Deanna Dunagan, Jim Ortlieb and Rob Riley/Photo: Liz Lauren
A towering missile silo dominates the set of Goodman’s “Blind Date,” Rogelio Martinez’s look at the 1985 Geneva summit conference featuring Ronald Reagan and Mikhail Gorbachev. The coolly sinister form, designed by Riccardo Hernandez, is an emblem of the Cold War, representing the balance of terror between two nuclear-armed rivals. The cylinder rotates periodically, opening upon human spaces—offices, parlors, bedrooms—where positions are debated and decisions made.
It’s a clever idea, this literal peering inside nuclear machinery to see what makes it tick. Stanley Kubrick did this in “Dr. Strangelove,” with its unsavory blend of paranoia, pomposity, sexual perversity and death wish, simultaneously terrifying and hilarious.
But Martinez is no Kubrick and his historical excavation here turns up only commonplaces: that superpower supremos, whatever their godlike destructive capabilities, have feet of clay, and that diplomacy, whatever the stakes involved, is a form of theater. “Fashion is politics,” declares a character and this sentiment drives the play, as matters of style and self-presentation preoccupy not just the American first couple, both former B-list movie actors but also increasingly the youthful and high-minded Soviet general secretary and his philosopher wife, Raisa (Mary Beth Fisher, in a sharp-edged portrayal).
Director Robert Falls and his large, stalwart cast do their best to energize Martinez’s plodding script but they cannot overcome relentless stiffness and triviality. An overlong introductory scene signals trouble ahead, as American Secretary of State George Shultz (Jim Ortlieb) and Soviet Foreign Affairs Minister Eduard Shevardnadze (Steve Pickering) mull over the question of forks versus fingers when eating shrimp cocktail and discuss why Shultz has a Princeton Tigers tattoo on his cabinet-level rump.
The “Seinfeld”-type routines continue in the shadow of nuclear Armageddon, which might have produced a surreal or at least satirical effect if the show had intellectual or artistic ambitions. It does not. There’s occasional insight, but what the play mostly peddles—as did Reagan—is sentimental and dangerous reassurance that those who control the planet’s fate are just regular folks who have the best interests of all of us at heart.

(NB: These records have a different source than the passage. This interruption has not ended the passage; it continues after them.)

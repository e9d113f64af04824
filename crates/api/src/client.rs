//! Authenticated HTTP client for the backend REST API.
//!
//! [`ApiClient`] reads the bearer token from a [`TokenProvider`] on every
//! request, so it always uses the token of the current session. Endpoint
//! groups are reached through accessors such as [`ApiClient::auth`].

use std::sync::Arc;
use std::time::Duration;

use binwatch_core::token::TokenProvider;
use reqwest::{Method, RequestBuilder, StatusCode};
use serde::de::DeserializeOwned;
use serde::Serialize;

use crate::admin::AdminApi;
use crate::auth::AuthApi;
use crate::error::{extract_message, ApiError};
use crate::mqtt::MqttApi;
use crate::sensors::SensorApi;

/// Default per-request timeout.
pub const DEFAULT_TIMEOUT: Duration = Duration::from_secs(10);

/// HTTP client bound to one backend base URL, e.g. `http://host:8080/api`.
#[derive(Clone)]
pub struct ApiClient {
    http: reqwest::Client,
    base_url: String,
    tokens: Arc<dyn TokenProvider>,
}

impl ApiClient {
    /// Build a client with [`DEFAULT_TIMEOUT`].
    pub fn new(base_url: impl Into<String>, tokens: Arc<dyn TokenProvider>) -> Result<Self, ApiError> {
        Self::with_timeout(base_url, DEFAULT_TIMEOUT, tokens)
    }

    pub fn with_timeout(
        base_url: impl Into<String>,
        timeout: Duration,
        tokens: Arc<dyn TokenProvider>,
    ) -> Result<Self, ApiError> {
        let http = reqwest::Client::builder().timeout(timeout).build()?;
        Ok(Self::with_client(http, base_url, tokens))
    }

    /// Reuse an existing [`reqwest::Client`] (shared connection pool).
    pub fn with_client(
        http: reqwest::Client,
        base_url: impl Into<String>,
        tokens: Arc<dyn TokenProvider>,
    ) -> Self {
        let base_url = base_url.into().trim_end_matches('/').to_string();
        Self {
            http,
            base_url,
            tokens,
        }
    }

    pub fn base_url(&self) -> &str {
        &self.base_url
    }

    pub fn auth(&self) -> AuthApi<'_> {
        AuthApi::new(self)
    }

    pub fn mqtt(&self) -> MqttApi<'_> {
        MqttApi::new(self)
    }

    pub fn admin(&self) -> AdminApi<'_> {
        AdminApi::new(self)
    }

    pub fn sensors(&self) -> SensorApi<'_> {
        SensorApi::new(self)
    }

    // ---- request helpers used by the endpoint groups ----

    /// Start a request to `path` (relative to the base URL) with the
    /// bearer token attached when one exists.
    pub(crate) fn request(&self, method: Method, path: &str) -> RequestBuilder {
        let url = format!("{}{}", self.base_url, path);
        let builder = self.http.request(method, url);
        match self.tokens.bearer_token() {
            Some(token) => builder.bearer_auth(token),
            None => builder,
        }
    }

    pub(crate) async fn get_json<T: DeserializeOwned>(&self, path: &str) -> Result<T, ApiError> {
        let response = self.request(Method::GET, path).send().await?;
        parse_response(response).await
    }

    pub(crate) async fn send_json<B, T>(&self, method: Method, path: &str, body: &B) -> Result<T, ApiError>
    where
        B: Serialize + ?Sized,
        T: DeserializeOwned,
    {
        let response = self.request(method, path).json(body).send().await?;
        parse_response(response).await
    }

    pub(crate) async fn delete_json<T: DeserializeOwned>(&self, path: &str) -> Result<T, ApiError> {
        let response = self.request(Method::DELETE, path).send().await?;
        parse_response(response).await
    }
}

impl std::fmt::Debug for ApiClient {
    fn fmt(&self, f: &mut std::fmt::Formatter<'_>) -> std::fmt::Result {
        f.debug_struct("ApiClient")
            .field("base_url", &self.base_url)
            .finish_non_exhaustive()
    }
}

/// Map non-2xx statuses to [`ApiError`]. 401 always becomes
/// [`ApiError::Unauthorized`], carrying whatever message the body had.
pub(crate) async fn ensure_success(response: reqwest::Response) -> Result<reqwest::Response, ApiError> {
    let status = response.status();
    if status == StatusCode::UNAUTHORIZED {
        tracing::warn!(url = %response.url(), "Backend answered 401");
        let body = response.text().await.unwrap_or_default();
        return Err(ApiError::Unauthorized {
            message: extract_message(&body),
        });
    }
    if !status.is_success() {
        let body = response
            .text()
            .await
            .unwrap_or_else(|_| "<unreadable body>".to_string());
        return Err(ApiError::Status {
            status: status.as_u16(),
            message: extract_message(&body),
        });
    }
    Ok(response)
}

/// Parse a successful JSON response body into the expected type.
pub(crate) async fn parse_response<T: DeserializeOwned>(response: reqwest::Response) -> Result<T, ApiError> {
    let response = ensure_success(response).await?;
    let bytes = response.bytes().await?;
    serde_json::from_slice(&bytes).map_err(|e| ApiError::Decode(e.to_string()))
}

The one reason to see this play is Deanna Dunagan’s inspired impersonation of Nancy Reagan, which captures her air of subtle, spacey ruthlessness. Rob Riley is less satisfying as her husband, playing our first entertainer-president with a frozen Dick Tracy grimace and a hint of creeping senescence. William Dick is sympathetic as Gorbachev, the European intellectual who, faced with a counterpart who communicates through old movie clichés, goes a bit showbiz himself. Thomas J. Cox dithers in the superfluous role of Edmund Morris, the Nancy-authorized Reagan biographer who found his subject so incapable of self-reflection that he ended up inserting himself into key scenes in the president-to-be’s past, just to give the episodes a hint of life.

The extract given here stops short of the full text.